Stored items
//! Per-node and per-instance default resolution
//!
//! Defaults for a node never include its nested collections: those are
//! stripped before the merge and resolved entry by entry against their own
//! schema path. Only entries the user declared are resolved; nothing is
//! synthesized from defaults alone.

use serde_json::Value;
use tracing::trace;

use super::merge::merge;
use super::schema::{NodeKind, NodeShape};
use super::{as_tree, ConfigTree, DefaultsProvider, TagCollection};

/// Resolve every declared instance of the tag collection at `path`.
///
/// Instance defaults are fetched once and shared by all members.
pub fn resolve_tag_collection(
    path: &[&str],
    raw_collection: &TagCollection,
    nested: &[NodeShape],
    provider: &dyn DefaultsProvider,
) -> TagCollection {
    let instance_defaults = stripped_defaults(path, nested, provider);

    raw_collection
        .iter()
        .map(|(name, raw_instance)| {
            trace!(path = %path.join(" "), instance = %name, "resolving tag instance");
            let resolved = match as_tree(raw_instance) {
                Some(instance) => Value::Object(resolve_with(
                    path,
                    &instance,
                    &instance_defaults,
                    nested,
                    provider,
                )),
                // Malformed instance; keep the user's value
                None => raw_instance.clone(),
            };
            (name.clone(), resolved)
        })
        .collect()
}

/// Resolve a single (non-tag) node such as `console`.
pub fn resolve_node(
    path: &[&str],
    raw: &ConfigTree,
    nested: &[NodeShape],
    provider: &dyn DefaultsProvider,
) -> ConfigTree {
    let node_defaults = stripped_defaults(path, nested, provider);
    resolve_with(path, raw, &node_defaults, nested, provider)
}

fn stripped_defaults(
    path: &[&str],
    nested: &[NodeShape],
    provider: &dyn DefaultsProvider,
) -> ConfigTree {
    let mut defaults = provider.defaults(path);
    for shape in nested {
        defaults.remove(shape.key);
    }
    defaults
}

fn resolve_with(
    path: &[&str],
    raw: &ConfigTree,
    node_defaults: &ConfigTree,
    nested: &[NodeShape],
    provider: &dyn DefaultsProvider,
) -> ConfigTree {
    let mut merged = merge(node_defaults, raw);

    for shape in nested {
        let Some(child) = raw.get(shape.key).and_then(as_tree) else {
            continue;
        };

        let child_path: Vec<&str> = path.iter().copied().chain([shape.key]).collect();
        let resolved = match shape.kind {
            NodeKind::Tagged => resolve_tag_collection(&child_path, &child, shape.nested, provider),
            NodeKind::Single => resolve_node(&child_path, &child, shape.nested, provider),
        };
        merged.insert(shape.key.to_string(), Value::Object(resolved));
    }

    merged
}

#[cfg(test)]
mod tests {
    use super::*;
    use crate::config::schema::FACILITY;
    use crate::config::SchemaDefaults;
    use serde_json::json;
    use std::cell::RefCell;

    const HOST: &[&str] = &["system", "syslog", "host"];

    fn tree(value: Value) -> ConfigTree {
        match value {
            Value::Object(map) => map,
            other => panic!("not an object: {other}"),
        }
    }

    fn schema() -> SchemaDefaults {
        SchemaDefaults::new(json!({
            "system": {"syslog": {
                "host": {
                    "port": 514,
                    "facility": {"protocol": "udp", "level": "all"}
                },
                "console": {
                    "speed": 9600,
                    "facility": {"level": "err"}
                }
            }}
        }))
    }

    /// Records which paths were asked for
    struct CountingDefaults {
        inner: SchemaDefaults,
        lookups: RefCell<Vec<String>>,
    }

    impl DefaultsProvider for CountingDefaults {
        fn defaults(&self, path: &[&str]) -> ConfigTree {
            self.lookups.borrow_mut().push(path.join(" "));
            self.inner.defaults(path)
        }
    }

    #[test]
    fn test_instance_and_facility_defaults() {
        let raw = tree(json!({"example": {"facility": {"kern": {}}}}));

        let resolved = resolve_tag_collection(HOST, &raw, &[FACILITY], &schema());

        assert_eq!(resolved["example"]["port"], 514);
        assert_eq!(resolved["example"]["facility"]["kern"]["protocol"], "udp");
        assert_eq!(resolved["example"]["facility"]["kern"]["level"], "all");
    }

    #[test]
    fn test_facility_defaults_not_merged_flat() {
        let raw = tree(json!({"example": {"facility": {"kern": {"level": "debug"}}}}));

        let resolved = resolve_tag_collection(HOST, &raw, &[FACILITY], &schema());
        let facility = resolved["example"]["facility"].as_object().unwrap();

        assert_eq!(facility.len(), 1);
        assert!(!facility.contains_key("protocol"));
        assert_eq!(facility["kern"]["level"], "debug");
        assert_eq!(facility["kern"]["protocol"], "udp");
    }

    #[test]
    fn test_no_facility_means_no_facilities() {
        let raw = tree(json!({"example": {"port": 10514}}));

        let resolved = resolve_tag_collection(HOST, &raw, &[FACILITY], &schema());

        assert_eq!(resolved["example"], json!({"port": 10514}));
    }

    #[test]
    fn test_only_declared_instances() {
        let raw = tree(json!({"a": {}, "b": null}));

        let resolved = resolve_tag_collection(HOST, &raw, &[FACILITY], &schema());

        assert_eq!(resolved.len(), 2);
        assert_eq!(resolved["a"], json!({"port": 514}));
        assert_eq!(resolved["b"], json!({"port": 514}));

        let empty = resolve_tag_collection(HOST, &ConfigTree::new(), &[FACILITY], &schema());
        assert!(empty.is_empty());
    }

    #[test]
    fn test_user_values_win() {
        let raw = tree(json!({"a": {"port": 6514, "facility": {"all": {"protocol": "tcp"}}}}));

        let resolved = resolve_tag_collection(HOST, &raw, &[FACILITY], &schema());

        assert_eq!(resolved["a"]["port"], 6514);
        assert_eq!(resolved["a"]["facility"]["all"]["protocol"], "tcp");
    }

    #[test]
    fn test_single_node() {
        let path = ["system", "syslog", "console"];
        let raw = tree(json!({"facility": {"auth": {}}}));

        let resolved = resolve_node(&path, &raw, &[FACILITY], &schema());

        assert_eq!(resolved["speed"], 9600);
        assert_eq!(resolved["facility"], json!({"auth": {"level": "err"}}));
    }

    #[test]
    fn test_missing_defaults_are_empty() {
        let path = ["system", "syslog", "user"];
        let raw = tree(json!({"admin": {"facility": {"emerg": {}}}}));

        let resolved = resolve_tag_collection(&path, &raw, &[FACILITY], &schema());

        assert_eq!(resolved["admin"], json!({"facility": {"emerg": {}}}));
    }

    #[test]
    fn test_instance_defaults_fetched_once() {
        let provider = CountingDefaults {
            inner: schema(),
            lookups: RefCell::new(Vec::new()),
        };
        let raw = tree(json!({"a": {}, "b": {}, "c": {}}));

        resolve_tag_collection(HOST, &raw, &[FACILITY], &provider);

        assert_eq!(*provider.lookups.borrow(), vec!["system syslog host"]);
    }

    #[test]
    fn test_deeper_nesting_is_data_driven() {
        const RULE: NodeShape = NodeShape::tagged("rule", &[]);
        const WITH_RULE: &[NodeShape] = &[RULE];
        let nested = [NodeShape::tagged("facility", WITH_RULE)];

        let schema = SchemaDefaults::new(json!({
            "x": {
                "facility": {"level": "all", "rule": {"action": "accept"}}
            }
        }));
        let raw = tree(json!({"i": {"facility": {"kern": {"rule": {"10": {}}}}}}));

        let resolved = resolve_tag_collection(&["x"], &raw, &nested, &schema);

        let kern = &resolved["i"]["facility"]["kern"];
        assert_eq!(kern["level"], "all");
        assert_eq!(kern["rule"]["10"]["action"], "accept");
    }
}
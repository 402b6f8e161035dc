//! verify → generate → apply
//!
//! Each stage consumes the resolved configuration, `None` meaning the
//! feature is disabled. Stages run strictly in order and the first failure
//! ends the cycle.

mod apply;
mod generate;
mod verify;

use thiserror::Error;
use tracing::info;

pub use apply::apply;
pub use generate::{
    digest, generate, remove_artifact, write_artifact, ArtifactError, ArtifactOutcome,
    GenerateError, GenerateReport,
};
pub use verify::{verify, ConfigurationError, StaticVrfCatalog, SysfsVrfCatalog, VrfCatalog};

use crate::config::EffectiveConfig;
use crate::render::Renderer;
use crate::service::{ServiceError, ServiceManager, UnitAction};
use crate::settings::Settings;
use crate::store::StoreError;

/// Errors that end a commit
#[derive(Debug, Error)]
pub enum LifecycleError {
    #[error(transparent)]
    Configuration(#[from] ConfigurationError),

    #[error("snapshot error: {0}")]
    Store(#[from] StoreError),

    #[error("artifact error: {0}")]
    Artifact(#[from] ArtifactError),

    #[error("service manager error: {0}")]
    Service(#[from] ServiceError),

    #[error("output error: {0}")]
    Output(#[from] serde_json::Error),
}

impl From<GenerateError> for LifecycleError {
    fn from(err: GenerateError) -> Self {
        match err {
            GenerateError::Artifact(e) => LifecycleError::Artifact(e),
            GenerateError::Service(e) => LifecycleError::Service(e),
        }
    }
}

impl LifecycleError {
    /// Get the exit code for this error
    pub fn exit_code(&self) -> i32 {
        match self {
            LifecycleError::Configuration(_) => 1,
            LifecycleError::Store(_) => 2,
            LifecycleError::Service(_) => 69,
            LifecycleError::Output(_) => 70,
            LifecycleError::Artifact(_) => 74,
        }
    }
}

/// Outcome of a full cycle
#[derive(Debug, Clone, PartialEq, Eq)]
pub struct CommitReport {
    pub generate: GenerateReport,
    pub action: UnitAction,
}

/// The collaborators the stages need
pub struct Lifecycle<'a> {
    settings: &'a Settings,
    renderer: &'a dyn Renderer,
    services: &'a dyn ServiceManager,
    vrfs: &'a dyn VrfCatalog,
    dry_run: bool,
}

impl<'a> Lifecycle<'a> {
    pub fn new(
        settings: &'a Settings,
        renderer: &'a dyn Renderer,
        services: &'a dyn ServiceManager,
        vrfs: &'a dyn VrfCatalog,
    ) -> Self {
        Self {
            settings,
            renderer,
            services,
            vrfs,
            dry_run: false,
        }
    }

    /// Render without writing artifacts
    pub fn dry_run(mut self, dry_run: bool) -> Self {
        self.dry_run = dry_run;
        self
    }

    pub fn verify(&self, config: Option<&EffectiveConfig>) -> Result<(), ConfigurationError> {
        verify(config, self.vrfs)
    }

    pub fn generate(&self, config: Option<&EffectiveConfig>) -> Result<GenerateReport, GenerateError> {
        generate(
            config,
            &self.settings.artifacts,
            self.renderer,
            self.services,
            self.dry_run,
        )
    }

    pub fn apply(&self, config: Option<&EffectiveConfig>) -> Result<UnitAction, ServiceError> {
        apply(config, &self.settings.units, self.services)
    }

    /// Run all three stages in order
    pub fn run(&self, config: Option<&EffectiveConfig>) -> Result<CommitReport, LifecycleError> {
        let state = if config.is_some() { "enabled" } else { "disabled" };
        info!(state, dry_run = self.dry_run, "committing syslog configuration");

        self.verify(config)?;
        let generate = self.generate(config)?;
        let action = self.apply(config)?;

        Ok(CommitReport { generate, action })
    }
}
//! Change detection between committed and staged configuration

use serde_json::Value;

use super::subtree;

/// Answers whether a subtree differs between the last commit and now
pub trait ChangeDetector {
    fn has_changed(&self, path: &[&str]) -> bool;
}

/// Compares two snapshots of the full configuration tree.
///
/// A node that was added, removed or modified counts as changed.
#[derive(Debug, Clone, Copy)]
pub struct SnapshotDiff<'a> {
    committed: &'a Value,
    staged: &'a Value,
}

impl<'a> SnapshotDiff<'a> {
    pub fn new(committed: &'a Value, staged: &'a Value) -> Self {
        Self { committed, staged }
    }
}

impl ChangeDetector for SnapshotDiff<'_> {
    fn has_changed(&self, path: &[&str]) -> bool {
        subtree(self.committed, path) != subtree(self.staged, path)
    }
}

*Aim of the exercise*
Return only the exact lines from the opening of the records through the line that contains "resolved; nothing is", both included.

*Answer space*
//! Per-node and per-instance default resolution
//!
//! Defaults for a node never include its nested collections: those are
//! stripped before the merge and resolved entry by entry against their own
//! schema path. Only entries the user declared are resolved; nothing is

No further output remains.